Data entries:
——————————

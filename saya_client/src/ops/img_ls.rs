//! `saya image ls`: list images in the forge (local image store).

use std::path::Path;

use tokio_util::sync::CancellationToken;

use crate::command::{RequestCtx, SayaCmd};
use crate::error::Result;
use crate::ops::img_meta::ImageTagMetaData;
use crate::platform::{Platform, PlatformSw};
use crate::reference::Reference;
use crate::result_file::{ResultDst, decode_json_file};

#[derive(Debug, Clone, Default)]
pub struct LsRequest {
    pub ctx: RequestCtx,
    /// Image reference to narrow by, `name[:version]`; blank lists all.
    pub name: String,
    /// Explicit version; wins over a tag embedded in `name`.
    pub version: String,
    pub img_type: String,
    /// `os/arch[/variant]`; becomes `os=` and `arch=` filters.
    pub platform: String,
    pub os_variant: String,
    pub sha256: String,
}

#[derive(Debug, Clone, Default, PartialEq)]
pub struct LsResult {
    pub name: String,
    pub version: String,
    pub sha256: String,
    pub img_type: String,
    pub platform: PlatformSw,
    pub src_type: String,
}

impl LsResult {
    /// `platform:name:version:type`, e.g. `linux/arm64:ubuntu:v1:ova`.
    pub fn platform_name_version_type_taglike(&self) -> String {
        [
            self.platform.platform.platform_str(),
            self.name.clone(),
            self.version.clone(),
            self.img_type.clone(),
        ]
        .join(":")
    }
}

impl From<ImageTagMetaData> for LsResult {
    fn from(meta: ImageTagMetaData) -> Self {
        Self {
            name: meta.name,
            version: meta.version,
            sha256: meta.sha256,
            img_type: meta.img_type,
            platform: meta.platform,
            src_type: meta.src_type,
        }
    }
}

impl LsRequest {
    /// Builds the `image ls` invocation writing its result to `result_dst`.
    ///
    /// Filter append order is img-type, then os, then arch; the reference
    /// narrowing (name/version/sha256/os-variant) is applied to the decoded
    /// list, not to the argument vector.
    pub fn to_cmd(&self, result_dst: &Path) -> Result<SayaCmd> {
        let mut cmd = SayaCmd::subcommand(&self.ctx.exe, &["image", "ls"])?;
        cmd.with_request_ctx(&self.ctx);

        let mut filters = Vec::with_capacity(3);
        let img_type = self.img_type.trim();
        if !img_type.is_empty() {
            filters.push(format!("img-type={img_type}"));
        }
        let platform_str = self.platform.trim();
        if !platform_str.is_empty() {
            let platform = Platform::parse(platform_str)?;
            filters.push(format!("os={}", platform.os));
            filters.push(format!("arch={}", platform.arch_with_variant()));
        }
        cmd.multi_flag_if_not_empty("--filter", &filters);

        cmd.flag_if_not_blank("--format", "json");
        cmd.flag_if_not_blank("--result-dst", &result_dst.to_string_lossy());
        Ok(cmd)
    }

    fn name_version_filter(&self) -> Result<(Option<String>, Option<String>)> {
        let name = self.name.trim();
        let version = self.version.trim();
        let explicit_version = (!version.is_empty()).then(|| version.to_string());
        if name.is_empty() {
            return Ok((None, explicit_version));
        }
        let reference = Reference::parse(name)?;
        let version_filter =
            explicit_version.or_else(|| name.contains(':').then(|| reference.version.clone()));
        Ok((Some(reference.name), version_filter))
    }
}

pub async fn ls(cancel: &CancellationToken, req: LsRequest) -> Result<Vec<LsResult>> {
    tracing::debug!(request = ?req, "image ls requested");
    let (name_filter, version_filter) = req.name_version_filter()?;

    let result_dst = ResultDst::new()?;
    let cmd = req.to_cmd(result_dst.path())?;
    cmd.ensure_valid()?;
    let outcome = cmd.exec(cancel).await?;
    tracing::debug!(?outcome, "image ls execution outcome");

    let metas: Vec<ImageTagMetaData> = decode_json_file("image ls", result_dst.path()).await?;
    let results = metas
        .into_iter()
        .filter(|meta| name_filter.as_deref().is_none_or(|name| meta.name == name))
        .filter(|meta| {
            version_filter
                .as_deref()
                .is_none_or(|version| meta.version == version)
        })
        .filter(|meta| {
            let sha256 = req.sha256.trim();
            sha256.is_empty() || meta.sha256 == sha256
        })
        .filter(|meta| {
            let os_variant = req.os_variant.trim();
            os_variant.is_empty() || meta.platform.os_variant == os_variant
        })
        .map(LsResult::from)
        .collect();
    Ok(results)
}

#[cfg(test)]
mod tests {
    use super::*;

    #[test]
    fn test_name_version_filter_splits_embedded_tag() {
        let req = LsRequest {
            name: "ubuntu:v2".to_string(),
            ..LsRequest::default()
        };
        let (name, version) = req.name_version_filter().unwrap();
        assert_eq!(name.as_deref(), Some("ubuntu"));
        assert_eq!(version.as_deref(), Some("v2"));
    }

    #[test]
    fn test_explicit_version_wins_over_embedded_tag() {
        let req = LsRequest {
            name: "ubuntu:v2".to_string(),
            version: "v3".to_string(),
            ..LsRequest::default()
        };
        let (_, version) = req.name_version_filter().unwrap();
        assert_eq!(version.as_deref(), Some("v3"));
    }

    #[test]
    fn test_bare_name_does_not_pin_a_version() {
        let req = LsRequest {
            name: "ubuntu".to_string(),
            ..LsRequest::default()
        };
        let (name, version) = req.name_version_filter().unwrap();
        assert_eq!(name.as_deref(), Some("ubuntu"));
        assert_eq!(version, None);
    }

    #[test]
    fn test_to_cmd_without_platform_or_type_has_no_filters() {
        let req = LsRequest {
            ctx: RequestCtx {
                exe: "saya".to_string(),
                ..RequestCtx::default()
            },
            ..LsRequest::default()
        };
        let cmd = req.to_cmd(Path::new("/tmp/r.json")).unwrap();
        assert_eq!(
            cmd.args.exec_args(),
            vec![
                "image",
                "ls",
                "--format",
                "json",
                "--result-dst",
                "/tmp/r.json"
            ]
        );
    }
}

——————————

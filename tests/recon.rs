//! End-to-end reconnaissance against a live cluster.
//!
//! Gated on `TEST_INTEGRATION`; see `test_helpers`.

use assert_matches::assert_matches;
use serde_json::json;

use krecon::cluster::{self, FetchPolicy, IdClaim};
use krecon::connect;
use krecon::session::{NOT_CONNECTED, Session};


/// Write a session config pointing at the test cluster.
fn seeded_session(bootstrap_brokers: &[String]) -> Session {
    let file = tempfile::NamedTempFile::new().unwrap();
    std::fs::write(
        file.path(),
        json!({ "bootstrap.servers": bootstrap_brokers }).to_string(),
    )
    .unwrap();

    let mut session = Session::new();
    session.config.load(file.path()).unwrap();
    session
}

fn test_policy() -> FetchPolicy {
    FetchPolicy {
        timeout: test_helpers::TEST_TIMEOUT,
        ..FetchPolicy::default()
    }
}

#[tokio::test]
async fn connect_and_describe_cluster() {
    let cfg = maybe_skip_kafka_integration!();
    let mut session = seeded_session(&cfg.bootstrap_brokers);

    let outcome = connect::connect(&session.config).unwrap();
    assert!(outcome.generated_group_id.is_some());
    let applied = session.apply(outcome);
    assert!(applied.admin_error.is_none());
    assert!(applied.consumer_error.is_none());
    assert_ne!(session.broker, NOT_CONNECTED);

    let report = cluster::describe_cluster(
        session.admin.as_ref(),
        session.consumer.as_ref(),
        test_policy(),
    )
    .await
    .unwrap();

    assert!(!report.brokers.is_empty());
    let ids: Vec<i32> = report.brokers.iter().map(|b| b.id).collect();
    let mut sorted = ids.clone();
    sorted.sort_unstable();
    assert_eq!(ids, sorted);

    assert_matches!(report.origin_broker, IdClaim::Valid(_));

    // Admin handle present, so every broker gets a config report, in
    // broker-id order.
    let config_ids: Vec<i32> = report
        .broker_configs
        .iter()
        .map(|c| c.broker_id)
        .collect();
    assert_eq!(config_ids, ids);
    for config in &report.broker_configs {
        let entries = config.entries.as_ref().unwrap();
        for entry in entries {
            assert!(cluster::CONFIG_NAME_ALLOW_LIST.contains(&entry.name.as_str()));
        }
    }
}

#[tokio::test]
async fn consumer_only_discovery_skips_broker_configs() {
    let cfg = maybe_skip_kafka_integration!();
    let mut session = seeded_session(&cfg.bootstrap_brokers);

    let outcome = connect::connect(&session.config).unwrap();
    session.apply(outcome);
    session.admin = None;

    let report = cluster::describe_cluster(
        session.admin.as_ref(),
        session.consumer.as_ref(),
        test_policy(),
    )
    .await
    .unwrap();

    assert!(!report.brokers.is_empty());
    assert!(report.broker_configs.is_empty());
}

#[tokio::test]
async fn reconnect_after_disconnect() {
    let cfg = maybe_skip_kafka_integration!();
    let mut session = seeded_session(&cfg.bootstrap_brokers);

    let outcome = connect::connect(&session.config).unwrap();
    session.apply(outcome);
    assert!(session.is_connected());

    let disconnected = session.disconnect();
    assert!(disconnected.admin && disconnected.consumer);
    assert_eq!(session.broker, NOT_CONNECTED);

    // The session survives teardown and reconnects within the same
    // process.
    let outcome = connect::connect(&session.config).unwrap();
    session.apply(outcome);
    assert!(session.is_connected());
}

——————————

* **BRIEF**:
The line above containing "let reference = Reference::parse(name)?;", the line containing "let result_dst = ResultDst::new()?;", and every line between them are to be transcribed exactly; no other line is wanted.

* **RESPONSE BOX**:
        let reference = Reference::parse(name)?;
        let version_filter =
            explicit_version.or_else(|| name.contains(':').then(|| reference.version.clone()));
        Ok((Some(reference.name), version_filter))
    }
}

pub async fn ls(cancel: &CancellationToken, req: LsRequest) -> Result<Vec<LsResult>> {
    tracing::debug!(request = ?req, "image ls requested");
    let (name_filter, version_filter) = req.name_version_filter()?;

    let result_dst = ResultDst::new()?;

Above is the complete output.